まさか、国宝の剣が折れた経緯を聞かれるとは思ってもいなかったため過去に起こった出来事を思い起こしたユタカが、ぽつりと呟いた。
「Bランクのモンスター相手に無茶をして戦ったら折れちゃったんだよ。この話は終わり、先へ進むよ!」
そして、強引に話題をかえる。
身を翻し神殿の奥へ向かって歩きだしたユタカの背中をヒビキは、じっくりと眺めていた。
さっきから、レベルが上がっていないような気がする。
ユタカは四方八方から襲いくるオーガを全て倒していた。
普通ならレベルが上がってもいいはずだけど、実は高ランクを持つ冒険者なのだろうか。
ユタカとパーティを組んでいたヒビキもレベルは208まで上がっている。
懐からギルドカードを取り出したヒビキがカードに記載されている文字を見てレベルを再び確認する。
そして、疑問を抱いて固まった。
白峰ヒビキ
age.16
rank.F
level.208
使用可能レベル50.炎の刀
使用可能レベル150.剣舞、改
使用可能レベル200.覚醒
money.11,279,000G
高額な飛行術を購入した。しかし、お金は予想していたよりも貯まっている。
魔界に出没するモンスターは人間界に現れるものよりもレベルが高く強いため、お金が貯まりやすい。
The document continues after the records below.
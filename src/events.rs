//! Application events.
//!
//! Services emit events after their unit of work commits; a background task
//! consumes them and writes structured log lines. Delivery is best-effort and
//! never affects the outcome of the operation that produced the event.

use rust_decimal::Decimal;
use serde::{Deserialize, Serialize};
use tokio::sync::mpsc;
use tracing::{info, warn};

#[derive(Debug, Clone, Serialize, Deserialize)]
pub enum Event {
    SupplierCreated { supplier_id: i32 },
    CustomerCreated { customer_id: i32 },
    InventoryItemCreated { item_id: i32, initial_quantity: i32 },
    StockReceived { item_id: i32, quantity: i32 },
    StockAdjusted { item_id: i32, delta: i32, new_quantity: i32 },
    LowStock { item_id: i32, quantity: i32, minimum: i32 },
    InvoiceCreated { invoice_id: i32, customer_id: i32, total_amount: Decimal },
    InvoiceStatusChanged { invoice_id: i32, old_status: String, new_status: String },
    FinancialRecordAdded { record_id: i32 },
    ActivityLogged { activity_id: i32 },
}

#[derive(Debug, Clone)]
pub struct EventSender {
    sender: mpsc::Sender<Event>,
}

impl EventSender {
    pub fn new(sender: mpsc::Sender<Event>) -> Self {
        Self { sender }
    }

    /// Sends an event, logging instead of failing when the channel is closed.
    pub async fn send(&self, event: Event) {
        if let Err(e) = self.sender.send(event).await {
            warn!(error = %e, "event channel closed, dropping event");
        }
    }
}

/// Consumes events and logs them until the channel closes.
pub async fn process_events(mut receiver: mpsc::Receiver<Event>) {
    while let Some(event) = receiver.recv().await {
        match &event {
            Event::InvoiceCreated {
                invoice_id,
                customer_id,
                total_amount,
            } => {
                info!(invoice_id, customer_id, %total_amount, "invoice created");
            }
            Event::LowStock {
                item_id,
                quantity,
                minimum,
            } => {
                warn!(item_id, quantity, minimum, "item at or below minimum stock level");
            }
            other => info!(event = ?other, "event processed"),
        }
    }
    info!("event channel closed, stopping event processor");
}
//! Customer activities (installations, maintenance visits) and their
//! user-defined types.

use chrono::{NaiveDate, Utc};
use rust_decimal::Decimal;
use sea_orm::{
    ActiveModelTrait, ColumnTrait, DatabaseConnection, EntityTrait, PaginatorTrait, QueryFilter,
    QueryOrder, Set,
};
use serde::Deserialize;
use tracing::instrument;
use validator::Validate;

use crate::entities::activity::{self, ActivityStatus, Entity as ActivityEntity};
use crate::entities::activity_type::{self, Entity as ActivityTypeEntity};
use crate::entities::Currency;
use crate::errors::ServiceError;
use crate::services::customers::get_customer;
use crate::services::inventory::validate_pagination;

#[derive(Debug, Deserialize, Validate)]
pub struct CreateActivityTypeInput {
    #[validate(length(min = 1, max = 100))]
    pub name: String,
    pub description: Option<String>,
}

#[derive(Debug, Deserialize, Validate)]
pub struct CreateActivityInput {
    pub customer_id: i32,
    pub activity_type_id: i32,
    #[validate(length(min = 1))]
    pub description: String,
    pub date: Option<NaiveDate>,
    pub technician: Option<String>,
    pub equipment_used: Option<String>,
    pub labor_hours: Option<Decimal>,
    pub labor_cost: Option<Decimal>,
    pub material_cost: Option<Decimal>,
    pub currency: Option<Currency>,
    pub notes: Option<String>,
}

#[derive(Debug, Default, Deserialize)]
pub struct ActivityFilter {
    pub customer_id: Option<i32>,
    pub status: Option<ActivityStatus>,
}

#[instrument(skip(db, input), fields(name = %input.name))]
pub async fn create_activity_type(
    db: &DatabaseConnection,
    input: CreateActivityTypeInput,
) -> Result<activity_type::Model, ServiceError> {
    input.validate()?;

    let exists = ActivityTypeEntity::find()
        .filter(activity_type::Column::Name.eq(input.name.clone()))
        .count(db)
        .await
        .map_err(ServiceError::db_error)?;
    if exists > 0 {
        return Err(ServiceError::Conflict(format!(
            "activity type '{}' already exists",
            input.name
        )));
    }

    activity_type::ActiveModel {
        name: Set(input.name),
        description: Set(input.description),
        is_active: Set(true),
        created_at: Set(Utc::now()),
        ..Default::default()
    }
    .insert(db)
    .await
    .map_err(ServiceError::db_error)
}

/// Active types only; retired ones stay attached to historical activities.
#[instrument(skip(db))]
pub async fn list_activity_types(
    db: &DatabaseConnection,
) -> Result<Vec<activity_type::Model>, ServiceError> {
    ActivityTypeEntity::find()
        .filter(activity_type::Column::IsActive.eq(true))
        .order_by_asc(activity_type::Column::Name)
        .all(db)
        .await
        .map_err(ServiceError::db_error)
}

/// Retires an activity type instead of deleting it.
#[instrument(skip(db))]
pub async fn deactivate_activity_type(
    db: &DatabaseConnection,
    id: i32,
) -> Result<activity_type::Model, ServiceError> {
    let record = ActivityTypeEntity::find_by_id(id)
        .one(db)
        .await
        .map_err(ServiceError::db_error)?
        .ok_or_else(|| ServiceError::NotFound(format!("activity type {id} not found")))?;

    let mut active: activity_type::ActiveModel = record.into();
    active.is_active = Set(false);
    active.update(db).await.map_err(ServiceError::db_error)
}

#[instrument(skip(db, input), fields(customer_id = input.customer_id))]
pub async fn create_activity(
    db: &DatabaseConnection,
    input: CreateActivityInput,
) -> Result<activity::Model, ServiceError> {
    input.validate()?;
    get_customer(db, input.customer_id).await?;

    let activity_type = ActivityTypeEntity::find_by_id(input.activity_type_id)
        .one(db)
        .await
        .map_err(ServiceError::db_error)?
        .ok_or_else(|| {
            ServiceError::NotFound(format!(
                "activity type {} not found",
                input.activity_type_id
            ))
        })?;
    if !activity_type.is_active {
        return Err(ServiceError::InvalidOperation(format!(
            "activity type '{}' is no longer active",
            activity_type.name
        )));
    }

    let total_cost = match (input.labor_cost, input.material_cost) {
        (None, None) => None,
        (labor, material) => {
            Some(labor.unwrap_or(Decimal::ZERO) + material.unwrap_or(Decimal::ZERO))
        }
    };

    activity::ActiveModel {
        customer_id: Set(input.customer_id),
        activity_type_id: Set(input.activity_type_id),
        description: Set(input.description),
        status: Set(ActivityStatus::Scheduled),
        date: Set(input.date.unwrap_or_else(|| Utc::now().date_naive())),
        completed_date: Set(None),
        technician: Set(input.technician),
        equipment_used: Set(input.equipment_used),
        labor_hours: Set(input.labor_hours),
        labor_cost: Set(input.labor_cost),
        material_cost: Set(input.material_cost),
        total_cost: Set(total_cost),
        currency: Set(input.currency.unwrap_or_default()),
        notes: Set(input.notes),
        created_at: Set(Utc::now()),
        ..Default::default()
    }
    .insert(db)
    .await
    .map_err(ServiceError::db_error)
}

#[instrument(skip(db))]
pub async fn get_activity(
    db: &DatabaseConnection,
    id: i32,
) -> Result<activity::Model, ServiceError> {
    ActivityEntity::find_by_id(id)
        .one(db)
        .await
        .map_err(ServiceError::db_error)?
        .ok_or_else(|| ServiceError::NotFound(format!("activity {id} not found")))
}

#[instrument(skip(db))]
pub async fn list_activities(
    db: &DatabaseConnection,
    filter: ActivityFilter,
    page: u64,
    limit: u64,
) -> Result<(Vec<activity::Model>, u64), ServiceError> {
    validate_pagination(page, limit)?;

    let mut query = ActivityEntity::find();
    if let Some(customer_id) = filter.customer_id {
        query = query.filter(activity::Column::CustomerId.eq(customer_id));
    }
    if let Some(status) = filter.status {
        query = query.filter(activity::Column::Status.eq(status));
    }
    query = query
        .order_by_desc(activity::Column::Date)
        .order_by_desc(activity::Column::Id);

    let paginator = query.paginate(db, limit);
    let total = paginator.num_items().await.map_err(ServiceError::db_error)?;
    let activities = paginator
        .fetch_page(page - 1)
        .await
        .map_err(ServiceError::db_error)?;

    Ok((activities, total))
}

/// Moves an activity along its lifecycle. Completing stamps the completion
/// date; completed and cancelled activities are immutable.
#[instrument(skip(db))]
pub async fn update_activity_status(
    db: &DatabaseConnection,
    id: i32,
    next: ActivityStatus,
) -> Result<activity::Model, ServiceError> {
    let record = get_activity(db, id).await?;

    if matches!(
        record.status,
        ActivityStatus::Completed | ActivityStatus::Cancelled
    ) {
        return Err(ServiceError::InvalidOperation(format!(
            "activity {id} is already finalized"
        )));
    }

    let mut active: activity::ActiveModel = record.into();
    active.status = Set(next);
    if next == ActivityStatus::Completed {
        active.completed_date = Set(Some(Utc::now().date_naive()));
    }
    active.update(db).await.map_err(ServiceError::db_error)
}
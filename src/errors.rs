use axum::{
    http::StatusCode,
    response::{IntoResponse, Response},
    Json,
};
use sea_orm::error::DbErr;
use sea_orm::TransactionError;
use serde::{Deserialize, Serialize};

/// Standard JSON error body returned by every failing endpoint.
#[derive(Debug, Serialize, Deserialize)]
pub struct ErrorResponse {
    /// HTTP status category (e.g. "Not Found", "Conflict").
    pub error: String,
    /// Human-readable description.
    pub message: String,
    /// Structured details, when the error carries them (e.g. stock levels).
    #[serde(skip_serializing_if = "Option::is_none")]
    pub details: Option<serde_json::Value>,
    /// ISO 8601 timestamp when the error occurred.
    pub timestamp: String,
}

#[derive(Debug, thiserror::Error)]
pub enum ServiceError {
    #[error("Database error: {0}")]
    DatabaseError(#[from] DbErr),

    #[error("Not found: {0}")]
    NotFound(String),

    #[error("Validation error: {0}")]
    ValidationError(String),

    #[error("Invalid input: {0}")]
    InvalidInput(String),

    #[error("Invalid operation: {0}")]
    InvalidOperation(String),

    #[error(
        "Insufficient stock for item {inventory_id}: available {available}, requested {requested}"
    )]
    InsufficientStock {
        inventory_id: i32,
        available: i32,
        requested: i32,
    },

    #[error("Conflict: {0}")]
    Conflict(String),

    #[error("Event error: {0}")]
    EventError(String),

    #[error("Internal error: {0}")]
    InternalError(String),
}

impl From<validator::ValidationErrors> for ServiceError {
    fn from(err: validator::ValidationErrors) -> Self {
        ServiceError::ValidationError(err.to_string())
    }
}

/// Unwraps sea-orm's transaction wrapper: connection failures become database
/// errors, errors raised inside the closure pass through unchanged so the
/// caller sees the original typed failure after rollback.
impl From<TransactionError<ServiceError>> for ServiceError {
    fn from(err: TransactionError<ServiceError>) -> Self {
        match err {
            TransactionError::Connection(db_err) => ServiceError::DatabaseError(db_err),
            TransactionError::Transaction(service_err) => service_err,
        }
    }
}

impl ServiceError {
    pub fn db_error(error: DbErr) -> Self {
        ServiceError::DatabaseError(error)
    }

    /// Single source of truth for error-to-status mapping.
    pub fn status_code(&self) -> StatusCode {
        match self {
            Self::NotFound(_) => StatusCode::NOT_FOUND,
            Self::ValidationError(_) | Self::InvalidInput(_) | Self::InvalidOperation(_) => {
                StatusCode::BAD_REQUEST
            }
            Self::InsufficientStock { .. } | Self::Conflict(_) => StatusCode::CONFLICT,
            Self::DatabaseError(_) | Self::EventError(_) | Self::InternalError(_) => {
                StatusCode::INTERNAL_SERVER_ERROR
            }
        }
    }

    /// Message suitable for HTTP responses. Internal failures get a generic
    /// body so implementation details never leak to clients.
    pub fn response_message(&self) -> String {
        match self {
            Self::DatabaseError(_) => "Database error".to_string(),
            Self::InternalError(_) | Self::EventError(_) => "Internal server error".to_string(),
            _ => self.to_string(),
        }
    }

    fn details(&self) -> Option<serde_json::Value> {
        match self {
            Self::InsufficientStock {
                inventory_id,
                available,
                requested,
            } => Some(serde_json::json!({
                "inventory_id": inventory_id,
                "available": available,
                "requested": requested,
            })),
            _ => None,
        }
    }
}

impl IntoResponse for ServiceError {
    fn into_response(self) -> Response {
        let status = self.status_code();
        let err = ErrorResponse {
            error: status.canonical_reason().unwrap_or("Error").to_string(),
            message: self.response_message(),
            details: self.details(),
            timestamp: chrono::Utc::now().to_rfc3339(),
        };

        (status, Json(err)).into_response()
    }
}

#[cfg(test)]
mod tests {
    use super::*;

    #[test]
    fn insufficient_stock_maps_to_conflict_with_details() {
        let err = ServiceError::InsufficientStock {
            inventory_id: 1,
            available: 6,
            requested: 10,
        };
        assert_eq!(err.status_code(), StatusCode::CONFLICT);
        let details = err.details().unwrap();
        assert_eq!(details["available"], 6);
        assert_eq!(details["requested"], 10);
    }

    #[test]
    fn database_errors_keep_a_generic_body() {
        let err = ServiceError::DatabaseError(DbErr::Custom("secret table missing".into()));
        assert_eq!(err.status_code(), StatusCode::INTERNAL_SERVER_ERROR);
        assert_eq!(err.response_message(), "Database error");
    }

    #[test]
    fn transaction_errors_unwrap_to_the_inner_failure() {
        let inner = TransactionError::Transaction(ServiceError::NotFound("customer 7".into()));
        let err = ServiceError::from(inner);
        assert_eq!(err.status_code(), StatusCode::NOT_FOUND);

        let conn: TransactionError<ServiceError> =
            TransactionError::Connection(DbErr::Custom("gone".into()));
        assert_eq!(
            ServiceError::from(conn).status_code(),
            StatusCode::INTERNAL_SERVER_ERROR
        );
    }
}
魔界よりも妖精の森に出現するモンスターの方が強いため、今まで以上にお金は貯まりやすくなるだろう。
しかし、ヒビキがカードを見て固まったのは集まった金額に驚いたからではない。
使用可能レベル200.覚醒が記載されている事に気づいたためだった。
「何だろう」
カードを眺めたまま独り言を呟いたヒビキが、使用可能レベル200の覚醒を唱える。
思い立ったら即行動する。
術の詳細を読んでから発動すれば良かったものを、ヒビキは確認をする事なく術を発動してしまった。
詳細を確認さえしていれば、きっと術を発動するタイミングと場所を選んでいただろう。
瞬く間にヒビキの体が目映い光に包まれると、いち早く異変に気付いたのは神殿の奥へ向けて足を進めようとしていたユタカだった。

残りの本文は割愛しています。